# Aim of the task
Reproduce all records below exactly.

# Collected data entries

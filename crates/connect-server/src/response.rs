//! The `{ success, message?, data?, count?, pagination? }` envelope every
//! handler returns.

use axum::{
    http::StatusCode,
    response::{IntoResponse, Response},
    Json,
};
use serde::Serialize;

use connect_model::{PageMeta, Paged};

#[derive(Debug, Clone, Serialize)]
pub struct Envelope<T> {
    #[serde(skip)]
    status: StatusCode,
    pub success: bool,
    #[serde(skip_serializing_if = "Option::is_none")]
    pub message: Option<String>,
    #[serde(skip_serializing_if = "Option::is_none")]
    pub data: Option<T>,
    #[serde(skip_serializing_if = "Option::is_none")]
    pub count: Option<usize>,
    #[serde(skip_serializing_if = "Option::is_none")]
    pub pagination: Option<PageMeta>,
}

impl<T: Serialize> Envelope<T> {
    pub fn ok(data: T) -> Self {
        Self {
            status: StatusCode::OK,
            success: true,
            message: None,
            data: Some(data),
            count: None,
            pagination: None,
        }
    }

    pub fn created(data: T) -> Self {
        Self {
            status: StatusCode::CREATED,
            ..Self::ok(data)
        }
    }

    pub fn with_message(mut self, message: impl Into<String>) -> Self {
        self.message = Some(message.into());
        self
    }
}

impl<T: Serialize> Envelope<Vec<T>> {
    /// A list with its length in `count`.
    pub fn list(items: Vec<T>) -> Self {
        let count = items.len();
        Self {
            count: Some(count),
            ..Self::ok(items)
        }
    }

    /// One page of items with its metadata in `pagination`.
    pub fn page(paged: Paged<T>) -> Self {
        Self {
            pagination: Some(paged.meta),
            ..Self::list(paged.items)
        }
    }
}

impl Envelope<()> {
    /// Success with only a message.
    pub fn message(message: impl Into<String>) -> Self {
        Self {
            status: StatusCode::OK,
            success: true,
            message: Some(message.into()),
            data: None,
            count: None,
            pagination: None,
        }
    }
}

impl<T: Serialize> IntoResponse for Envelope<T> {
    fn into_response(self) -> Response {
        (self.status, Json(self)).into_response()
    }
}

#[cfg(test)]
mod tests {
    use super::*;
    use serde_json::json;

    #[test]
    fn test_list_carries_count() {
        let body = serde_json::to_value(Envelope::list(vec![1, 2, 3])).unwrap();
        assert_eq!(body, json!({ "success": true, "data": [1, 2, 3], "count": 3 }));
    }

    #[test]
    fn test_page_carries_meta() {
        let paged = Paged {
            items: vec!["a", "b"],
            meta: PageMeta::new(5, 1, 2),
        };
        let body = serde_json::to_value(Envelope::page(paged)).unwrap();
        assert_eq!(body["count"], 2);
        assert_eq!(body["pagination"]["total"], 5);
        assert_eq!(body["pagination"]["total_pages"], 3);
    }

    #[test]
    fn test_message_only() {
        let body = serde_json::to_value(Envelope::message("Post deleted")).unwrap();
        assert_eq!(body, json!({ "success": true, "message": "Post deleted" }));
    }

    #[test]
    fn test_created_status() {
        let response = Envelope::created(json!({ "id": 1 })).into_response();
        assert_eq!(response.status(), StatusCode::CREATED);
    }
}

# Response
filename crates/connect-server/src/response.rs
//! The `{ success, message?, data?, count?, pagination? }` envelope every
//! handler returns.

use axum::{
    http::StatusCode,
    response::{IntoResponse, Response},
    Json,
};
use serde::Serialize;

use connect_model::{PageMeta, Paged};

#[derive(Debug, Clone, Serialize)]
pub struct Envelope<T> {
    #[serde(skip)]
    status: StatusCode,
    pub success: bool,
    #[serde(skip_serializing_if = "Option::is_none")]
    pub message: Option<String>,
    #[serde(skip_serializing_if = "Option::is_none")]
    pub data: Option<T>,
    #[serde(skip_serializing_if = "Option::is_none")]
    pub count: Option<usize>,
    #[serde(skip_serializing_if = "Option::is_none")]
    pub pagination: Option<PageMeta>,
}

impl<T: Serialize> Envelope<T> {
    pub fn ok(data: T) -> Self {
        Self {
            status: StatusCode::OK,
            success: true,
            message: None,
            data: Some(data),
            count: None,
            pagination: None,
        }
    }

    pub fn created(data: T) -> Self {
        Self {
            status: StatusCode::CREATED,
            ..Self::ok(data)
        }
    }

    pub fn with_message(mut self, message: impl Into<String>) -> Self {
        self.message = Some(message.into());
        self
    }
}

impl<T: Serialize> Envelope<Vec<T>> {
    /// A list with its length in `count`.
    pub fn list(items: Vec<T>) -> Self {
        let count = items.len();
        Self {
            count: Some(count),
            ..Self::ok(items)
        }
    }

    /// One page of items with its metadata in `pagination`.
    pub fn page(paged: Paged<T>) -> Self {
        Self {
            pagination: Some(paged.meta),
            ..Self::list(paged.items)
        }
    }
}

impl Envelope<()> {
    /// Success with only a message.
    pub fn message(message: impl Into<String>) -> Self {
        Self {
            status: StatusCode::OK,
            success: true,
            message: Some(message.into()),
            data: None,
            count: None,
            pagination: None,
        }
    }
}

impl<T: Serialize> IntoResponse for Envelope<T> {
    fn into_response(self) -> Response {
        (self.status, Json(self)).into_response()
    }
}

#[cfg(test)]
mod tests {
    use super::*;
    use serde_json::json;

    #[test]
    fn test_list_carries_count() {
        let body = serde_json::to_value(Envelope::list(vec![1, 2, 3])).unwrap();
        assert_eq!(body, json!({ "success": true, "data": [1, 2, 3], "count": 3 }));
    }

    #[test]
    fn test_page_carries_meta() {
        let paged = Paged {
            items: vec!["a", "b"],
            meta: PageMeta::new(5, 1, 2),
        };
        let body = serde_json::to_value(Envelope::page(paged)).unwrap();
        assert_eq!(body["count"], 2);
        assert_eq!(body["pagination"]["total"], 5);
        assert_eq!(body["pagination"]["total_pages"], 3);
    }

    #[test]
    fn test_message_only() {
        let body = serde_json::to_value(Envelope::message("Post deleted")).unwrap();
        assert_eq!(body, json!({ "success": true, "message": "Post deleted" }));
    }

    #[test]
    fn test_created_status() {
        let response = Envelope::created(json!({ "id": 1 })).into_response();
        assert_eq!(response.status(), StatusCode::CREATED);
    }
}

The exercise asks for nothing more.